Figure 6. Elemental analysis of specimen MPEP 713.3 of Paleocanna tentaculum n. gen. n. sp. Entire specimen at left, with boxed region indicatng the location of the mapped section. The figure includes a photograph of the mapped region and corresponding element maps. Elemental composition percentages are as follows: aluminum (13%), carbon (6%), calcium (6%), iron (1%), potassium (3%), magnesium (5%), sodium (2%), oxygen (32%), phosphorus (2%), sulfur (3%), and silicon (26%).

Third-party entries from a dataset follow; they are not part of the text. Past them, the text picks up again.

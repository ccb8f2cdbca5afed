use serde::Serialize;
use std::collections::BTreeMap;
use std::sync::atomic::{AtomicBool, Ordering};
use std::sync::{Arc, Mutex, MutexGuard, Weak};
use tokio::sync::{Notify, Semaphore};
use tokio::task::JoinSet;
use uuid::Uuid;

use crate::ai::TranslationProvider;
use crate::config::EngineConfig;
use crate::cost::{CostEstimate, CostModel};
use crate::glossary::Glossary;
use crate::issue::{Issue, IssueCategory};
use crate::llm_guards::TranslationConstraints;
use crate::protector::{ProtectError, Protector};
use crate::report::QaReport;
use crate::request::{build_request, submit, RequestError};
use crate::spans::extract;
use crate::throttle::RequestThrottle;
use crate::unit::{StateError, TranslationUnit, UnitStatus};
use crate::validator::{ValidationInput, Validator};

#[derive(Debug, Default)]
struct FlagState {
    cancelled: AtomicBool,
    notify: Notify,
    children: Mutex<Vec<Weak<FlagState>>>,
}

impl FlagState {
    fn cancel(&self) {
        if self.cancelled.swap(true, Ordering::SeqCst) {
            return;
        }
        self.notify.notify_waiters();
        let children = std::mem::take(
            &mut *self
                .children
                .lock()
                .unwrap_or_else(|poisoned| poisoned.into_inner()),
        );
        for child in children.iter().filter_map(Weak::upgrade) {
            child.cancel();
        }
    }
}

/// Shared stop switch for a run.
#[derive(Debug, Clone, Default)]
pub struct CancellationFlag(Arc<FlagState>);

impl CancellationFlag {
    pub fn new() -> Self {
        Self::default()
    }

    pub fn cancel(&self) {
        self.0.cancel();
    }

    pub fn is_cancelled(&self) -> bool {
        self.0.cancelled.load(Ordering::SeqCst)
    }

    /// A flag raised together with this one, which can also be raised on its own.
    pub fn child(&self) -> Self {
        let child = Self::new();
        self.0
            .children
            .lock()
            .unwrap_or_else(|poisoned| poisoned.into_inner())
            .push(Arc::downgrade(&child.0));
        if self.is_cancelled() {
            child.cancel();
        }
        child
    }

    /// Resolves once the flag is raised.
    pub async fn cancelled(&self) {
        let notified = self.0.notify.notified();
        tokio::pin!(notified);
        notified.as_mut().enable();
        if self.is_cancelled() {
            return;
        }
        notified.await;
    }
}

/// Read-only inputs shared by every unit of a run.
#[derive(Debug, Clone)]
pub struct RunContext {
    pub config: Arc<EngineConfig>,
    pub glossary: Arc<Glossary>,
    pub constraints: TranslationConstraints,
}

impl RunContext {
    pub fn new(config: Arc<EngineConfig>, glossary: Arc<Glossary>) -> Self {
        Self {
            config,
            glossary,
            constraints: TranslationConstraints::default(),
        }
    }

    pub fn with_constraints(mut self, constraints: TranslationConstraints) -> Self {
        self.constraints = constraints;
        self
    }
}

#[derive(Debug, Clone, Serialize, PartialEq, Eq)]
#[serde(rename_all = "camelCase")]
pub struct ProgressSnapshot {
    pub total: usize,
    /// Units that reached `validated` or `failed`
    pub completed: usize,
    pub by_status: BTreeMap<UnitStatus, usize>,
}

impl ProgressSnapshot {
    pub fn count(&self, status: UnitStatus) -> usize {
        self.by_status.get(&status).copied().unwrap_or(0)
    }
}
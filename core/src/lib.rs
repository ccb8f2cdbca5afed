pub mod ai;
pub mod config;
pub mod cost;
pub mod glossary;
pub mod issue;
pub mod llm_guards;
pub mod orchestrator;
pub mod protector;
pub mod report;
pub mod request;
pub mod spans;
pub mod throttle;
pub mod unit;
pub mod validator;

pub use ai::{
    EchoProvider, OpenRouterProvider, ProviderError, ProviderResponse, RetryPolicy,
    ScriptedProvider, TokenUsage, TranslationProvider,
};
pub use config::{
    ConfigError, EngineConfig, PricingConfig, ProviderSettings, RetrySettings, RunSettings,
    ValidatorOptions,
};
pub use cost::{CostEstimate, CostModel};
pub use glossary::{Glossary, GlossaryEntry, GlossaryError, GlossaryMatch, GlossaryTarget};
pub use issue::{Issue, IssueCategory, Severity};
pub use orchestrator::{
    CancellationFlag, DocumentSink, NoopObserver, Orchestrator, OrchestratorError,
    PreflightReport, ProgressObserver, ProgressSnapshot, RunContext, RunOutcome, RunReport,
    SinkError, TargetState, UnitResult,
};
pub use protector::{
    ProtectError, ProtectedUnit, Protector, Restoration, SearchableSegment, TokenDelimiters,
    TokenMap,
};
pub use report::{IssueSummary, QaReport, QaReportRow, ReportError};
pub use request::{build_request, submit, RequestError, Tone, TranslationRequest};
pub use spans::{extract, FormatHint, MalformedMarkupError, ProtectedSpan, Span, SpanKind};
pub use throttle::RequestThrottle;
pub use unit::{StateError, TranslationUnit, UnitStatus};
pub use validator::{ValidationInput, Validator};
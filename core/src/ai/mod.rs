use async_trait::async_trait;
use serde::{Deserialize, Serialize};
use std::time::Duration;
use thiserror::Error;

use crate::request::TranslationRequest;

pub mod mock;
pub mod openrouter;
pub mod retry;

pub use mock::{EchoProvider, ScriptedProvider};
pub use openrouter::OpenRouterProvider;
pub use retry::{evaluate_retry, parse_retry_after, RetryDecision, RetryPolicy};

#[derive(Debug, Clone, PartialEq, Eq, Error)]
pub enum ProviderError {
    /// Rate limits, server errors and network failures; worth another attempt.
    #[error("transient provider failure: {message}")]
    Transient {
        message: String,
        retry_after: Option<Duration>,
    },
    #[error("provider call timed out after {after:?}")]
    Timeout { after: Duration },
    /// Authentication, quota and malformed-request failures.
    #[error("provider rejected the request: {message}")]
    Fatal { message: String },
}

impl ProviderError {
    pub fn transient(message: impl Into<String>) -> Self {
        ProviderError::Transient {
            message: message.into(),
            retry_after: None,
        }
    }

    pub fn fatal(message: impl Into<String>) -> Self {
        ProviderError::Fatal {
            message: message.into(),
        }
    }

    pub fn is_fatal(&self) -> bool {
        matches!(self, ProviderError::Fatal { .. })
    }
}

#[derive(Debug, Clone, Copy, Default, Serialize, Deserialize, PartialEq, Eq)]
#[serde(rename_all = "camelCase")]
pub struct TokenUsage {
    pub prompt_tokens: u64,
    pub completion_tokens: u64,
}

impl TokenUsage {
    pub fn total(&self) -> u64 {
        self.prompt_tokens + self.completion_tokens
    }
}

#[derive(Debug, Clone, Default, Serialize, Deserialize, PartialEq, Eq)]
#[serde(rename_all = "camelCase")]
pub struct ProviderResponse {
    pub text: String,
    #[serde(default, skip_serializing_if = "Option::is_none")]
    pub usage: Option<TokenUsage>,
}

impl ProviderResponse {
    pub fn text(text: impl Into<String>) -> Self {
        Self {
            text: text.into(),
            usage: None,
        }
    }
}

/// A model backend able to translate one protected unit per call.
#[async_trait]
pub trait TranslationProvider: Send + Sync {
    fn name(&self) -> &str;

    async fn translate(
        &self,
        request: &TranslationRequest,
    ) -> Result<ProviderResponse, ProviderError>;
}

#[async_trait]
impl<P: TranslationProvider + ?Sized> TranslationProvider for std::sync::Arc<P> {
    fn name(&self) -> &str {
        (**self).name()
    }

    async fn translate(
        &self,
        request: &TranslationRequest,
    ) -> Result<ProviderResponse, ProviderError> {
        (**self).translate(request).await
    }
}
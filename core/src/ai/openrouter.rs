use async_trait::async_trait;
use reqwest::header::RETRY_AFTER;
use reqwest::{Client, StatusCode};
use serde::Deserialize;
use std::time::SystemTime;

use super::retry::{is_retryable_status, parse_retry_after};
use super::{ProviderError, ProviderResponse, TokenUsage, TranslationProvider};
use crate::config::ProviderSettings;
use crate::request::TranslationRequest;

/// OpenAI-compatible chat-completions client, OpenRouter by default.
#[derive(Debug, Clone)]
pub struct OpenRouterProvider {
    client: Client,
    api_key: String,
    settings: ProviderSettings,
}

#[derive(Debug, Deserialize)]
struct ChatCompletion {
    #[serde(default)]
    choices: Vec<ChatChoice>,
    #[serde(default)]
    usage: Option<ChatUsage>,
}

#[derive(Debug, Deserialize)]
struct ChatChoice {
    message: ChatMessage,
}

#[derive(Debug, Deserialize)]
struct ChatMessage {
    #[serde(default)]
    content: Option<String>,
}

#[derive(Debug, Deserialize)]
struct ChatUsage {
    #[serde(default)]
    prompt_tokens: u64,
    #[serde(default)]
    completion_tokens: u64,
}

impl OpenRouterProvider {
    pub fn new(api_key: impl Into<String>, settings: ProviderSettings) -> Result<Self, ProviderError> {
        let api_key = api_key.into();
        if api_key.trim().is_empty() {
            return Err(ProviderError::fatal("missing API key"));
        }
        let client = Client::builder()
            .build()
            .map_err(|error| ProviderError::fatal(format!("failed to build HTTP client: {error}")))?;
        Ok(Self {
            client,
            api_key,
            settings,
        })
    }

    pub fn settings(&self) -> &ProviderSettings {
        &self.settings
    }

    fn endpoint(&self) -> String {
        format!("{}/chat/completions", self.settings.base_url.trim_end_matches('/'))
    }
}

#[async_trait]
impl TranslationProvider for OpenRouterProvider {
    fn name(&self) -> &str {
        "openrouter"
    }

    async fn translate(
        &self,
        request: &TranslationRequest,
    ) -> Result<ProviderResponse, ProviderError> {
        let payload = serde_json::json!({
            "model": self.settings.model,
            "messages": [
                { "role": "system", "content": request.system_prompt },
                { "role": "user", "content": request.user_prompt }
            ],
            "temperature": self.settings.temperature,
            "max_tokens": self.settings.max_tokens,
        });

        let response = self
            .client
            .post(self.endpoint())
            .bearer_auth(&self.api_key)
            .header("HTTP-Referer", &self.settings.referer)
            .header("X-Title", &self.settings.title)
            .json(&payload)
            .send()
            .await
            .map_err(|error| ProviderError::transient(format!("request failed: {error}")))?;

        let status = response.status();
        if !status.is_success() {
            let retry_after = response
                .headers()
                .get(RETRY_AFTER)
                .and_then(|value| value.to_str().ok())
                .and_then(|value| parse_retry_after(value, SystemTime::now()));
            let body = response.text().await.unwrap_or_default();
            return Err(map_failure(status, &body, retry_after));
        }

        let completion = response
            .json::<ChatCompletion>()
            .await
            .map_err(|error| ProviderError::transient(format!("malformed response body: {error}")))?;

        let text = completion
            .choices
            .into_iter()
            .next()
            .and_then(|choice| choice.message.content)
            .map(|content| content.trim().to_string())
            .ok_or_else(|| ProviderError::transient("response carried no choices"))?;

        Ok(ProviderResponse {
            text,
            usage: completion.usage.map(|usage| TokenUsage {
                prompt_tokens: usage.prompt_tokens,
                completion_tokens: usage.completion_tokens,
            }),
        })
    }
}

fn map_failure(
    status: StatusCode,
    body: &str,
    retry_after: Option<std::time::Duration>,
) -> ProviderError {
    let message = format!("HTTP {}: {}", status.as_u16(), body.trim());

    if status == StatusCode::UNAUTHORIZED
        || status == StatusCode::FORBIDDEN
        || status == StatusCode::PAYMENT_REQUIRED
    {
        return ProviderError::Fatal { message };
    }

    let lowered = body.to_ascii_lowercase();
    if lowered.contains("insufficient_quota")
        || lowered.contains("insufficient quota")
        || lowered.contains("insufficient credits")
    {
        return ProviderError::Fatal { message };
    }

    if is_retryable_status(status) {
        return ProviderError::Transient {
            message,
            retry_after,
        };
    }

    ProviderError::Fatal { message }
}

#[cfg(test)]
mod tests {
    use super::*;
    use std::time::Duration;

    #[test]
    fn auth_failures_are_fatal() {
        for status in [
            StatusCode::UNAUTHORIZED,
            StatusCode::FORBIDDEN,
            StatusCode::PAYMENT_REQUIRED,
        ] {
            assert!(map_failure(status, "", None).is_fatal());
        }
    }

    #[test]
    fn quota_wording_is_fatal_even_on_429() {
        let error = map_failure(
            StatusCode::TOO_MANY_REQUESTS,
            r#"{"error":{"code":"insufficient_quota"}}"#,
            None,
        );
        assert!(error.is_fatal());
    }

    #[test]
    fn rate_limits_keep_the_hint() {
        let error = map_failure(
            StatusCode::TOO_MANY_REQUESTS,
            "slow down",
            Some(Duration::from_secs(7)),
        );
        assert_eq!(
            error,
            ProviderError::Transient {
                message: "HTTP 429: slow down".into(),
                retry_after: Some(Duration::from_secs(7)),
            }
        );
    }

    #[test]
    fn other_client_errors_are_fatal() {
        assert!(map_failure(StatusCode::BAD_REQUEST, "bad model", None).is_fatal());
        assert!(!map_failure(StatusCode::SERVICE_UNAVAILABLE, "", None).is_fatal());
    }

    #[test]
    fn empty_key_is_rejected() {
        assert!(OpenRouterProvider::new("  ", ProviderSettings::default()).is_err());
    }
}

These values indicate that organisms are mostly carbon, slightly enriched in calcium or magnesium, whereas the matrix is rich in aluminum and potassium. Scale bars = 1 mm.

Figure 6

Figure 7. Phylogeny of Cnidaria, with Paleocanna tentaculum n. gen. n. sp., resolved as a stem-group medusozoan. Strict consensus tree generated using 69 ingroup taxa and 236 discrete hard and soft-part morphological characters, polarized using species of the phylum Ctenophora as the sole outgroup. Paleocanna tentaculum n. gen. n. sp. is resolved as a stem-group medusozoan that is more closely related to the crown group (Cubozoa, Scyphozoa, and Staurozoa) than it is to the other stem group medusozoans, e.g., conulariids. Animal silhouettes from PhyloPic (http://phylopic.org/). Taxa not otherwise mentioned in the text are Aegina Eschscholtz, 1829; Aiptasia Gosse, 1858; Anemonia Risso, 1827; Anthomastus Verrill, 1878; Antipathes Pallas, 1766; Atorella Vanhöffen, 1902; Aurelia Lamarck, 1816; Candelabrum de Blainville, 1830; Carukia Southcott, 1967; Carybdea Peron and Lesueur, 1810; Cerianthus Delle Chiaje, 1841; Chiropsalmus Agassiz, 1862; Clytia Lamouroux, 1812; Corynactis Allman, 1846; Craseoa Pugh and Harbison, 1987; Crateritheca Stechow, 1921; Craterolophus James-Clark, 1863; Ectopleura Agassiz, 1862; Edwardsia Quatrefages, 1842; Eoconularia Sinclair, 1943; Halammohydra Remane, 1927; Haliclystus James-Clark, 1863; Halitrephes Bigelow, 1909; Hydra Linnaeus, 1758; Hydractinia Van Beneden, 1844; Leptogorgia Milne Edwards, 1857; Linuche Eschscholtz, 1829; Metridium de Blainville, 1824; Montastraea de Blainville, 1830, Nanomia Agassiz, 1865; Nausithoe Kölliker, 1853; Nematostella Stephenson, 1935; Nephthyigorgia Kükkenthal, 1910; Obelia Peron and Lesueur, 1810; Parazoanthus Haddon and Shackleton, 1891; Physalia Lamarck, 1801; Porites Link, 1807; Quadrapyrgites Li et al., 2007; Rhizostoma Cuvier, 1800; Virgularia Lamarck, 1816; and Zoanthus Lamarck, 1801.